You can send them one coupon immediately for their current purchase (possibly
even applicable retroactively if email is slow when they are completing their
purchase). Then you can send them more email coupons (and personalized
recommendations) in the future to keep them coming back. :)

------
mmcconnell1618
I work with a lot of retail stores and yes, if you add "Coupon Code" to the
checkout page some customers will stop and start looking for coupons. There
are a couple of options:

a) Don't call it coupon. Call it "offer code" or "referral code" or something
that doesn't immediately scream "Discount!"

b) Why try to hide the codes? They will be easy enough to find on Google if
they're available so instead, make compelling offers where you provide
discounts in exchange for customers purchasing more or taking some other
action. Look at rental car web sites. Most offer a "Deals" page where you can
see coupon codes because they realized the codes were easily shared anyways.
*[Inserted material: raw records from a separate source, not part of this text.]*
use thiserror::Error;

/// Result type alias using ExError
pub type Result<T> = std::result::Result<T, ExError>;

// ========== Error Facility ==========

/// Canonical error kind taxonomy
///
/// Each kind maps to a stable error code that can be used for programmatic
/// error handling, testing, and CLI output.
#[derive(Debug, Clone, Copy, PartialEq, Eq)]
pub enum ExErrorKind {
    // Structural/Validation
    InvalidInput,
    NotFound,
    ConstraintViolation,

    // Integration/IO
    Serialization,
    Persistence,

    /// A lifecycle hook failed and the host transaction was rolled back
    TransactionAborted,

    // Internal
    Internal,
}

impl ExErrorKind {
    /// Get the stable error code for this kind
    pub fn code(&self) -> &'static str {
        match self {
            ExErrorKind::InvalidInput => "ERR_INVALID_INPUT",
            ExErrorKind::NotFound => "ERR_NOT_FOUND",
            ExErrorKind::ConstraintViolation => "ERR_CONSTRAINT_VIOLATION",
            ExErrorKind::Serialization => "ERR_SERIALIZATION",
            ExErrorKind::Persistence => "ERR_PERSISTENCE",
            ExErrorKind::TransactionAborted => "ERR_TRANSACTION_ABORTED",
            ExErrorKind::Internal => "ERR_INTERNAL",
        }
    }
}

/// Canonical structured error type
///
/// Carries a classification kind for programmatic handling plus context
/// (operation, entity, message, cause) for debugging.
#[derive(Debug, Clone)]
pub struct ExError {
    kind: ExErrorKind,
    op: Option<String>,
    entity_id: Option<String>,
    message: String,
    source: Option<Box<ExError>>,
}

impl ExError {
    /// Create a new error with the specified kind
    pub fn new(kind: ExErrorKind) -> Self {
        Self {
            kind,
            op: None,
            entity_id: None,
            message: String::new(),
            source: None,
        }
    }

    /// Add operation context
    pub fn with_op(mut self, op: impl Into<String>) -> Self {
        self.op = Some(op.into());
        self
    }

    /// Add entity ID context (`Type#id` for tracked instances)
    pub fn with_entity_id(mut self, id: impl Into<String>) -> Self {
        self.entity_id = Some(id.into());
        self
    }

    /// Add custom message
    pub fn with_message(mut self, message: impl Into<String>) -> Self {
        self.message = message.into();
        self
    }

    /// Add source error
    pub fn with_source(mut self, source: ExError) -> Self {
        self.source = Some(Box::new(source));
        self
    }

    /// Get the error kind
    pub fn kind(&self) -> ExErrorKind {
        self.kind
    }

    /// Get the stable error code
    pub fn code(&self) -> &'static str {
        self.kind.code()
    }

    /// Get the operation context, if any
    pub fn op(&self) -> Option<&str> {
        self.op.as_deref()
    }

    /// Get the entity ID context, if any
    pub fn entity_id(&self) -> Option<&str> {
        self.entity_id.as_deref()
    }

    /// Get the error message
    pub fn message(&self) -> &str {
        &self.message
    }

    /// Get the source error, if any
    pub fn source_error(&self) -> Option<&ExError> {
        self.source.as_deref()
    }

    /// Walk the source chain and return the innermost error
    pub fn root_cause(&self) -> &ExError {
        let mut current = self;
        while let Some(next) = current.source_error() {
            current = next;
        }
        current
    }
}

impl std::fmt::Display for ExError {
    fn fmt(&self, f: &mut std::fmt::Formatter<'_>) -> std::fmt::Result {
        write!(f, "[{}]", self.code())?;
        if let Some(op) = &self.op {
            write!(f, " in operation '{}'", op)?;
        }
        if !self.message.is_empty() {
            write!(f, ": {}", self.message)?;
        }
        if let Some(entity_id) = &self.entity_id {
            write!(f, " (entity_id: {})", entity_id)?;
        }
        if let Some(source) = &self.source {
            write!(f, " caused by {}", source)?;
        }
        Ok(())
    }
}

impl std::error::Error for ExError {
    fn source(&self) -> Option<&(dyn std::error::Error + 'static)> {
        self.source
            .as_deref()
            .map(|e| e as &(dyn std::error::Error + 'static))
    }
}

// ========== End Error Facility ==========

/// Specific failures raised while building, encoding or validating revisions
#[derive(Error, Debug, Clone, PartialEq)]
pub enum RevisionError {
    /// Instance id variant disagrees with the configured instance id type
    #[error("instance id {instance_id} is not of the configured type {expected}")]
    InstanceIdTypeMismatch {
        instance_id: String,
        expected: String,
    },

    /// Revision id variant disagrees with the configured primary key strategy
    #[error("revision id {revision_id} does not match the {expected} primary key strategy")]
    RevisionIdTypeMismatch {
        revision_id: String,
        expected: String,
    },

    /// Token primary keys must be generated by the caller before insert
    #[error("token primary key strategy requires a revision id before insert")]
    MissingRevisionToken,

    /// Instance type tag was empty
    #[error("instance type tag must not be empty")]
    EmptyInstanceType,

    /// Table name is not a plain SQL identifier
    #[error("invalid revision table name: {name}")]
    InvalidTableName { name: String },

    /// A value could not be turned into a snapshot body
    #[error("cannot encode snapshot body: {reason}")]
    Encode { reason: String },

    /// Stored body text is not well-formed JSON
    #[error("cannot decode snapshot body: {reason}")]
    Decode { reason: String },

    /// Entity snapshot is not a JSON object
    #[error("snapshot of {instance_type} is not an object")]
    BodyNotObject { instance_type: String },

    /// Configuration document could not be parsed
    #[error("invalid configuration: {reason}")]
    InvalidConfig { reason: String },

    /// Stored row carries a column type this store cannot read
    #[error("unexpected column value in {column}: {reason}")]
    CorruptRow { column: String, reason: String },
}

impl From<RevisionError> for ExError {
    fn from(err: RevisionError) -> Self {
        let message = err.to_string();
        match err {
            RevisionError::InstanceIdTypeMismatch { instance_id, .. } => {
                ExError::new(ExErrorKind::ConstraintViolation)
                    .with_entity_id(instance_id)
                    .with_message(message)
            }
            RevisionError::RevisionIdTypeMismatch { revision_id, .. } => {
                ExError::new(ExErrorKind::ConstraintViolation)
                    .with_entity_id(revision_id)
                    .with_message(message)
            }
            RevisionError::MissingRevisionToken => {
                ExError::new(ExErrorKind::ConstraintViolation).with_message(message)
            }
            RevisionError::EmptyInstanceType | RevisionError::InvalidTableName { .. } => {
                ExError::new(ExErrorKind::InvalidInput).with_message(message)
            }
            RevisionError::InvalidConfig { .. } => {
                ExError::new(ExErrorKind::InvalidInput).with_message(message)
            }
            RevisionError::Encode { .. }
            | RevisionError::Decode { .. }
            | RevisionError::BodyNotObject { .. } => {
                ExError::new(ExErrorKind::Serialization).with_message(message)
            }
            RevisionError::CorruptRow { .. } => {
                ExError::new(ExErrorKind::Persistence).with_message(message)
            }
        }
    }
}

#[cfg(test)]
mod tests {
    use super::*;

    #[test]
    fn test_codes_are_stable() {
        assert_eq!(ExErrorKind::NotFound.code(), "ERR_NOT_FOUND");
        assert_eq!(
            ExErrorKind::TransactionAborted.code(),
            "ERR_TRANSACTION_ABORTED"
        );
    }

    #[test]
    fn test_display_includes_context() {
        let err = ExError::new(ExErrorKind::ConstraintViolation)
            .with_op("revision_insert")
            .with_entity_id("Post#1")
            .with_message("rejected");
        let text = err.to_string();
        assert!(text.contains("ERR_CONSTRAINT_VIOLATION"));
        assert!(text.contains("revision_insert"));
        assert!(text.contains("Post#1"));
    }

    #[test]
    fn test_root_cause_walks_chain() {
        let inner = ExError::new(ExErrorKind::Serialization).with_message("bad body");
        let outer = ExError::new(ExErrorKind::TransactionAborted).with_source(inner);
        assert_eq!(outer.root_cause().kind(), ExErrorKind::Serialization);
        assert!(std::error::Error::source(&outer).is_some());
    }

    #[test]
    fn test_revision_error_mapping() {
        let err: ExError = RevisionError::MissingRevisionToken.into();
        assert_eq!(err.kind(), ExErrorKind::ConstraintViolation);

        let err: ExError = RevisionError::Decode {
            reason: "eof".to_string(),
        }
        .into();
        assert_eq!(err.kind(), ExErrorKind::Serialization);
    }
}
c) Don't use a text box. Instead create referral links with the code embedded
so that only people using the links will get the coupon code. This way, people
without codes never see the option to enter one.

d) Check the HTTP referrer when a visitor first arrives and apply coupon codes
as needed OR only display the coupon box when you know a customer has come
from an advertiser site.

e) Proactively suggest offers that don't require coupon codes at all. For
example, when a customer has $97 of items in their cart, display a message box
offering a discount if they purchase > $100.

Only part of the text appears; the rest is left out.